PROVIDED RECORDS section start

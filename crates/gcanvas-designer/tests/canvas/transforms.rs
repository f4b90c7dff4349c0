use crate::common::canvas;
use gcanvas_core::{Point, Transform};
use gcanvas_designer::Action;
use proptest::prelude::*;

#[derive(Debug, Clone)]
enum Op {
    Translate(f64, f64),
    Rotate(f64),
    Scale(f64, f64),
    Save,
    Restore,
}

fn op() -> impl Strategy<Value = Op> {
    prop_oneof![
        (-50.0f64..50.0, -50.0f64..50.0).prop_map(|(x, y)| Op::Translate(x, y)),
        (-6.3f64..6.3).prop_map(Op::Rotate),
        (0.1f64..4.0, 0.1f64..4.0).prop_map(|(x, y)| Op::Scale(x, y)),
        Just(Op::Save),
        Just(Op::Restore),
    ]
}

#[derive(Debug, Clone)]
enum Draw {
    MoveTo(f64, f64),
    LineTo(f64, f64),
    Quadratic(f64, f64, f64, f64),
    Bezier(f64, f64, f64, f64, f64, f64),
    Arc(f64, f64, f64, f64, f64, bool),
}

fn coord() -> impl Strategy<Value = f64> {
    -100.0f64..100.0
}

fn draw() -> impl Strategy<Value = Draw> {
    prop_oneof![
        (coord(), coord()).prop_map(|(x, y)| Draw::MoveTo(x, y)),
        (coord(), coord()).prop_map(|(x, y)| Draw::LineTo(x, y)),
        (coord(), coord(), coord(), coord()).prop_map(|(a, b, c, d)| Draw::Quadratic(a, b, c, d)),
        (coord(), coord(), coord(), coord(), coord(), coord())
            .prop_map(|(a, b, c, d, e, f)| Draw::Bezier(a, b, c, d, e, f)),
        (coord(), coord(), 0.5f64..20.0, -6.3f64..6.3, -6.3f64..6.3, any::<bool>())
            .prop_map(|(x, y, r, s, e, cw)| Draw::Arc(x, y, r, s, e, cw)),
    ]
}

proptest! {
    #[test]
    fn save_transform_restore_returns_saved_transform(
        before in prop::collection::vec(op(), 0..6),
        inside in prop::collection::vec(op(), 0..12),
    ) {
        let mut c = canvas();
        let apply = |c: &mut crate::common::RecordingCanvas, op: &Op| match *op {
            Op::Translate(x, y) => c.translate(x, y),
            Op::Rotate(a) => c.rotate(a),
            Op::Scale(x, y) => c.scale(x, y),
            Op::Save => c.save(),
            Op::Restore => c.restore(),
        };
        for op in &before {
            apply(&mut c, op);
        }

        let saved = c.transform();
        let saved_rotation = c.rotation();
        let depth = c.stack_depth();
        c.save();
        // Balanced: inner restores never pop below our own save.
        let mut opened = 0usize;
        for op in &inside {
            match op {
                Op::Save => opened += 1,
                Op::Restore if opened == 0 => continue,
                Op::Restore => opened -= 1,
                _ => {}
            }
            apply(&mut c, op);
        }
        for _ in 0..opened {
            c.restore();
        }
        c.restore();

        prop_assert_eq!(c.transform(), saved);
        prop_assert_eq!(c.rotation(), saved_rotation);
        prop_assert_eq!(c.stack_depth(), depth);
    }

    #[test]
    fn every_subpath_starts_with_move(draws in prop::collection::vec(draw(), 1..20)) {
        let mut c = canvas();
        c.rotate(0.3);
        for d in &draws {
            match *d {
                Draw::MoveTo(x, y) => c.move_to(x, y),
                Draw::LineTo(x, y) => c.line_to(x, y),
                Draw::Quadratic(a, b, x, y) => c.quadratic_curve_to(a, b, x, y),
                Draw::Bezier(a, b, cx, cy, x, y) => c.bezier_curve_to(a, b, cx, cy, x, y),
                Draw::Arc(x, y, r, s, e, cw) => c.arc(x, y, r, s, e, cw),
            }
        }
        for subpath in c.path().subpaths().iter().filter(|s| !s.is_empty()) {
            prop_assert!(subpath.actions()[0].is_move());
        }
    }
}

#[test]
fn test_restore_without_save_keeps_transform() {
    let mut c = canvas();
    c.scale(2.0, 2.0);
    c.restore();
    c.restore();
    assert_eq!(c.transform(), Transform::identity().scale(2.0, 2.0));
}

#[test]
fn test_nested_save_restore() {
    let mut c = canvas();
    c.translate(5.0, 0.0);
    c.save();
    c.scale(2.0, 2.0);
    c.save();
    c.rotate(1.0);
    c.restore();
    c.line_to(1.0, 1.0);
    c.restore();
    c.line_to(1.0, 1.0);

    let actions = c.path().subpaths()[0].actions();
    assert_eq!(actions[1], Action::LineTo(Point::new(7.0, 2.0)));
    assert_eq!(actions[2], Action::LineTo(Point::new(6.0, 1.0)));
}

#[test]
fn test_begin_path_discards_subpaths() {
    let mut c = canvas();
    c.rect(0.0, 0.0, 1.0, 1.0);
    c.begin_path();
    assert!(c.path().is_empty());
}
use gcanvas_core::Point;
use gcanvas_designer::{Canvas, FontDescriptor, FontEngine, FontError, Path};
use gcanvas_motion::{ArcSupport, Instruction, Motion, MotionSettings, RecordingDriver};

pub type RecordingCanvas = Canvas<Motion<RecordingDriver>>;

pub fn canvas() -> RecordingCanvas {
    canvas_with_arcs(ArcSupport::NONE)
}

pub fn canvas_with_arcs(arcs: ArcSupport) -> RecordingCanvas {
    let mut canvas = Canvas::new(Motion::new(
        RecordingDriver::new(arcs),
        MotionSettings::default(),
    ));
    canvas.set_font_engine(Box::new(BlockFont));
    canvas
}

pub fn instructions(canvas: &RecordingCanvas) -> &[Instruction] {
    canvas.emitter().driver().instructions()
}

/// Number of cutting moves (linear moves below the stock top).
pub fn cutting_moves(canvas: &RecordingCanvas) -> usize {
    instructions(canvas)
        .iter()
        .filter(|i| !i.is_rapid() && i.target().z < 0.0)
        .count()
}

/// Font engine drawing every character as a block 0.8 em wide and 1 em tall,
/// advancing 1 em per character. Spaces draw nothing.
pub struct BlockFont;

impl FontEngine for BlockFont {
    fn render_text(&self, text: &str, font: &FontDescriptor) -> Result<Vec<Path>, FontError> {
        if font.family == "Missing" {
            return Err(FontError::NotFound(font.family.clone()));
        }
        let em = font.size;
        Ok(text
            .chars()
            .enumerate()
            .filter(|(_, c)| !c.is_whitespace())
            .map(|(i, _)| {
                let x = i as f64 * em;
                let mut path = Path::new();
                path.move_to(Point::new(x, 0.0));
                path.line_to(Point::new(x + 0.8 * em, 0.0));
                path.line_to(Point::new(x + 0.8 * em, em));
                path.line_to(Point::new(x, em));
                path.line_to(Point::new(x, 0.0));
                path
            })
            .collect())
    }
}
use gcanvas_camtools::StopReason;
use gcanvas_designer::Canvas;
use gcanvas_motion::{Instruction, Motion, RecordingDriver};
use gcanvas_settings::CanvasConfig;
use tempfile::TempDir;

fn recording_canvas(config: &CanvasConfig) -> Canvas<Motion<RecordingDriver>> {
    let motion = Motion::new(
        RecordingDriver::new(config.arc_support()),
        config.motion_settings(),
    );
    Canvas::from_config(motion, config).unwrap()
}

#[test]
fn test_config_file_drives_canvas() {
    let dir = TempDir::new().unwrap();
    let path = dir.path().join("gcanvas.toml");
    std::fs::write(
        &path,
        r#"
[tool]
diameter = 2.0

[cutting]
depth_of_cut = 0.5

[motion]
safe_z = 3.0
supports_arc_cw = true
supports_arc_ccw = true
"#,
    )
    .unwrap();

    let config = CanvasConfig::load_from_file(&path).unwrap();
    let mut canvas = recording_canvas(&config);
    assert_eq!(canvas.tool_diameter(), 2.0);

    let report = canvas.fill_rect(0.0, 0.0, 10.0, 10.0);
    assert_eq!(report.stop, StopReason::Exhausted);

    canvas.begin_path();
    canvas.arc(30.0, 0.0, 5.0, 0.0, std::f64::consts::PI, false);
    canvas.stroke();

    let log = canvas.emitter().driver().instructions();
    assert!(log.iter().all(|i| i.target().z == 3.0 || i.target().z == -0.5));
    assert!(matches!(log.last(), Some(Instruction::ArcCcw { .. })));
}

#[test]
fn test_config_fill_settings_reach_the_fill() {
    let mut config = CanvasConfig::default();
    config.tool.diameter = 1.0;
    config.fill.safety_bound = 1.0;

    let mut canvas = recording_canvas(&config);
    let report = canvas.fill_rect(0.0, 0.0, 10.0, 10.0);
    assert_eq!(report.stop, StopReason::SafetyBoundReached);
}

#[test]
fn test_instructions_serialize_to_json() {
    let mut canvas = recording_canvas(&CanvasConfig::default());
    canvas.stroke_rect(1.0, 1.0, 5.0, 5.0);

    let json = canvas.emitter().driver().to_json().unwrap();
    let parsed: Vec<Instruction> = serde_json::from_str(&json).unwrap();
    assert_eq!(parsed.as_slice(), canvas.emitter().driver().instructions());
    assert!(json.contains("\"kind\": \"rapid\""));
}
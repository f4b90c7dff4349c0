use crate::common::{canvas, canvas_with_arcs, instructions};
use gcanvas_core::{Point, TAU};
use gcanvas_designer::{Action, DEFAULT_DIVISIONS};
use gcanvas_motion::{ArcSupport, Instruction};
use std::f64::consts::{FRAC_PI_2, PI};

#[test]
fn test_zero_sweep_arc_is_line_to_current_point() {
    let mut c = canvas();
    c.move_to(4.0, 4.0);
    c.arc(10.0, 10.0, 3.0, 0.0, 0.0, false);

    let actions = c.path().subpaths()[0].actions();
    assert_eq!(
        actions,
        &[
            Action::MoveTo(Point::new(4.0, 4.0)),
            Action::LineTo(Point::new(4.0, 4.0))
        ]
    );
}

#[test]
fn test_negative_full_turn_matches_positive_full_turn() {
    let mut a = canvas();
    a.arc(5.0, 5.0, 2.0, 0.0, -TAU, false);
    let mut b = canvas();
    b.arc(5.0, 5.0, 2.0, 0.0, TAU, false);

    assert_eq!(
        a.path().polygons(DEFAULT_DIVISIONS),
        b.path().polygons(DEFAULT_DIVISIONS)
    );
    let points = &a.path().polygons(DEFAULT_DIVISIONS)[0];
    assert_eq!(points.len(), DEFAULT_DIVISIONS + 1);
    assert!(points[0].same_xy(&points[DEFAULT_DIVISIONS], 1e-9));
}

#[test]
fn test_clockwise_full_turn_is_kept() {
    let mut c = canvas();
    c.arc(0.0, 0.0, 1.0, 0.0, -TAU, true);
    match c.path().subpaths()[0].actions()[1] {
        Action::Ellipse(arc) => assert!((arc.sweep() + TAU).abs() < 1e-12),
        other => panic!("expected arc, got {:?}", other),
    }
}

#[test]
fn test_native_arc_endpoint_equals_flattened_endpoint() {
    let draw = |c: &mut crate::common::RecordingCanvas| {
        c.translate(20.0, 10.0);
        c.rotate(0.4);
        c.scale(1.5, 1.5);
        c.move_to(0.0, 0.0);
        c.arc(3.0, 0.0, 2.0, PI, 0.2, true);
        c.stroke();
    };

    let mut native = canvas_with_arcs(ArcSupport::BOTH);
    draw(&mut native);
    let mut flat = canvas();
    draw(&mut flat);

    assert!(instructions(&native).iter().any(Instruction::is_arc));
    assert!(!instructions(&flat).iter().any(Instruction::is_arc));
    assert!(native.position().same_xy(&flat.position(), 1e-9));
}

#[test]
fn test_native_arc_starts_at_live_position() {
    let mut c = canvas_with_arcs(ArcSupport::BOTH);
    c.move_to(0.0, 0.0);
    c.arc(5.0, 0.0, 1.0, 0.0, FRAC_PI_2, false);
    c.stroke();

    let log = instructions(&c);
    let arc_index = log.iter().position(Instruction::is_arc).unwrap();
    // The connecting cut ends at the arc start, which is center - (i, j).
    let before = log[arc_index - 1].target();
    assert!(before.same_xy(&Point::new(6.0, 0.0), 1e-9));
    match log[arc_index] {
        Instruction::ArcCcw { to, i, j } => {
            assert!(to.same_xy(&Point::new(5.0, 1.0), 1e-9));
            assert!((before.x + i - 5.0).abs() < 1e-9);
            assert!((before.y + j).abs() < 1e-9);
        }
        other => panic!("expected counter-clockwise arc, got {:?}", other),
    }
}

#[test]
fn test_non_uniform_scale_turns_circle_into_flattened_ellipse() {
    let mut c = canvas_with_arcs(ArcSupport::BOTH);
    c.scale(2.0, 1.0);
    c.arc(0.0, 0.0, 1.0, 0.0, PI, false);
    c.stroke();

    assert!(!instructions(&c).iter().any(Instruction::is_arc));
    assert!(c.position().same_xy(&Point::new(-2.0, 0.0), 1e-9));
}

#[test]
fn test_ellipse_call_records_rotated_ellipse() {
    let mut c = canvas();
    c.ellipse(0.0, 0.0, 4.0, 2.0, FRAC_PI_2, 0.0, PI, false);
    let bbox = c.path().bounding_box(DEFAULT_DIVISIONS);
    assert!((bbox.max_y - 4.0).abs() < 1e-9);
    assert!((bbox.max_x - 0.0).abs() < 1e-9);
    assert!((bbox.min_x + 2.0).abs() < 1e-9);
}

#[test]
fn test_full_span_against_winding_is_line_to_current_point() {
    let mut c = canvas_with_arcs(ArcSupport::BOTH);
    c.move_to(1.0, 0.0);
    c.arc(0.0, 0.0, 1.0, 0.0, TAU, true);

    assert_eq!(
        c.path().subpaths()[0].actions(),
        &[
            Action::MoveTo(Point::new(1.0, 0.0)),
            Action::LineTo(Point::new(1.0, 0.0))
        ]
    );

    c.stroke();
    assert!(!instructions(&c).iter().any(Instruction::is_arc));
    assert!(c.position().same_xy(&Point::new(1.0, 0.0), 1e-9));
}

PROVIDED RECORDS section end

**WHAT IS BEING ASKED**
From the listing above, repeat exactly the lines starting at the line that includes "pub fn instructions(canvas: &RecordingCanvas)" and ending at the line that includes "instructions(canvas)", with nothing outside that span.

**OUTPUT OF THE TASK**
pub fn instructions(canvas: &RecordingCanvas) -> &[Instruction] {
    canvas.emitter().driver().instructions()
}

/// Number of cutting moves (linear moves below the stock top).
pub fn cutting_moves(canvas: &RecordingCanvas) -> usize {
    instructions(canvas)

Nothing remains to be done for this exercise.